WORK INSTRUCTION: Give back every record below precisely as written.

━━━━━━━━━━━━━━━━━━━━

//! Content-Length framing for the DAP base protocol.
//!
//! `FrameDecoder` is fed raw chunks as they arrive and hands back complete
//! bodies. It tolerates partial reads, several messages per chunk and garbage
//! headers, and it extracts a bounded number of messages per call.

use tracing::warn;

const HEADER_TERMINATOR: &[u8] = b"\r\n\r\n";

/// Messages extracted per `decode` call at most.
pub const MAX_MESSAGES_PER_DECODE: usize = 64;

/// Declared lengths above this are treated as a corrupt header.
pub const MAX_CONTENT_LENGTH: usize = 64 * 1024 * 1024;

pub fn encode_frame(body: &str) -> Vec<u8> {
    let mut framed = format!("Content-Length: {}\r\n\r\n", body.len()).into_bytes();
    framed.extend_from_slice(body.as_bytes());
    framed
}

#[derive(Debug, Default, PartialEq)]
pub struct Decoded {
    pub messages: Vec<String>,
    /// The per-call cap was reached while complete headers remained buffered.
    pub more_buffered: bool,
}

#[derive(Debug, Default)]
pub struct FrameDecoder {
    buffer: Vec<u8>,
}

impl FrameDecoder {
    pub fn new() -> Self {
        Self::default()
    }

    pub fn push(&mut self, chunk: &[u8]) {
        self.buffer.extend_from_slice(chunk);
    }

    pub fn buffered_len(&self) -> usize {
        self.buffer.len()
    }

    pub fn decode(&mut self) -> Decoded {
        self.decode_at_most(MAX_MESSAGES_PER_DECODE)
    }

    pub fn decode_at_most(&mut self, limit: usize) -> Decoded {
        let mut decoded = Decoded::default();
        let mut iterations = 0;

        while iterations < limit {
            let Some(header_end) = find_terminator(&self.buffer) else {
                return decoded;
            };
            iterations += 1;

            let body_start = header_end + HEADER_TERMINATOR.len();
            let length = match parse_content_length(&self.buffer[..header_end]) {
                Some(length) if length <= MAX_CONTENT_LENGTH => length,
                Some(length) => {
                    warn!(length, "Content-Length exceeds limit, skipping header");
                    self.buffer.drain(..body_start);
                    continue;
                }
                None => {
                    warn!(
                        header = %String::from_utf8_lossy(&self.buffer[..header_end]),
                        "Malformed DAP header without Content-Length, skipping"
                    );
                    self.buffer.drain(..body_start);
                    continue;
                }
            };

            if self.buffer.len() < body_start + length {
                // Incomplete body; wait for the next chunk.
                return decoded;
            }

            let body: Vec<u8> = self.buffer.drain(..body_start + length).skip(body_start).collect();
            match String::from_utf8(body) {
                Ok(text) => decoded.messages.push(text),
                Err(e) => warn!("Dropping DAP body with invalid UTF-8: {}", e),
            }
        }

        decoded.more_buffered = find_terminator(&self.buffer).is_some();
        decoded
    }
}

fn find_terminator(buffer: &[u8]) -> Option<usize> {
    buffer
        .windows(HEADER_TERMINATOR.len())
        .position(|window| window == HEADER_TERMINATOR)
}

fn parse_content_length(header: &[u8]) -> Option<usize> {
    let header = std::str::from_utf8(header).ok()?;
    header.split("\r\n").find_map(|line| {
        let (key, value) = line.split_once(':')?;
        if key.trim().eq_ignore_ascii_case("content-length") {
            value.trim().parse::<usize>().ok()
        } else {
            None
        }
    })
}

━━━━━━━━━━━━━━━━━━━━

FINISHED EXERCISE:
//! Content-Length framing for the DAP base protocol.
//!
//! `FrameDecoder` is fed raw chunks as they arrive and hands back complete
//! bodies. It tolerates partial reads, several messages per chunk and garbage
//! headers, and it extracts a bounded number of messages per call.

use tracing::warn;

const HEADER_TERMINATOR: &[u8] = b"\r\n\r\n";

/// Messages extracted per `decode` call at most.
pub const MAX_MESSAGES_PER_DECODE: usize = 64;

/// Declared lengths above this are treated as a corrupt header.
pub const MAX_CONTENT_LENGTH: usize = 64 * 1024 * 1024;

pub fn encode_frame(body: &str) -> Vec<u8> {
    let mut framed = format!("Content-Length: {}\r\n\r\n", body.len()).into_bytes();
    framed.extend_from_slice(body.as_bytes());
    framed
}

#[derive(Debug, Default, PartialEq)]
pub struct Decoded {
    pub messages: Vec<String>,
    /// The per-call cap was reached while complete headers remained buffered.
    pub more_buffered: bool,
}

#[derive(Debug, Default)]
pub struct FrameDecoder {
    buffer: Vec<u8>,
}

impl FrameDecoder {
    pub fn new() -> Self {
        Self::default()
    }

    pub fn push(&mut self, chunk: &[u8]) {
        self.buffer.extend_from_slice(chunk);
    }

    pub fn buffered_len(&self) -> usize {
        self.buffer.len()
    }

    pub fn decode(&mut self) -> Decoded {
        self.decode_at_most(MAX_MESSAGES_PER_DECODE)
    }

    pub fn decode_at_most(&mut self, limit: usize) -> Decoded {
        let mut decoded = Decoded::default();
        let mut iterations = 0;

        while iterations < limit {
            let Some(header_end) = find_terminator(&self.buffer) else {
                return decoded;
            };
            iterations += 1;

            let body_start = header_end + HEADER_TERMINATOR.len();
            let length = match parse_content_length(&self.buffer[..header_end]) {
                Some(length) if length <= MAX_CONTENT_LENGTH => length,
                Some(length) => {
                    warn!(length, "Content-Length exceeds limit, skipping header");
                    self.buffer.drain(..body_start);
                    continue;
                }
                None => {
                    warn!(
                        header = %String::from_utf8_lossy(&self.buffer[..header_end]),
                        "Malformed DAP header without Content-Length, skipping"
                    );
                    self.buffer.drain(..body_start);
                    continue;
                }
            };

            if self.buffer.len() < body_start + length {
                // Incomplete body; wait for the next chunk.
                return decoded;
            }

            let body: Vec<u8> = self.buffer.drain(..body_start + length).skip(body_start).collect();
            match String::from_utf8(body) {
                Ok(text) => decoded.messages.push(text),
                Err(e) => warn!("Dropping DAP body with invalid UTF-8: {}", e),
            }
        }

        decoded.more_buffered = find_terminator(&self.buffer).is_some();
        decoded
    }
}

fn find_terminator(buffer: &[u8]) -> Option<usize> {
    buffer
        .windows(HEADER_TERMINATOR.len())
        .position(|window| window == HEADER_TERMINATOR)
}

fn parse_content_length(header: &[u8]) -> Option<usize> {
    let header = std::str::from_utf8(header).ok()?;
    header.split("\r\n").find_map(|line| {
        let (key, value) = line.split_once(':')?;
        if key.trim().eq_ignore_ascii_case("content-length") {
            value.trim().parse::<usize>().ok()
        } else {
            None
        }
    })
}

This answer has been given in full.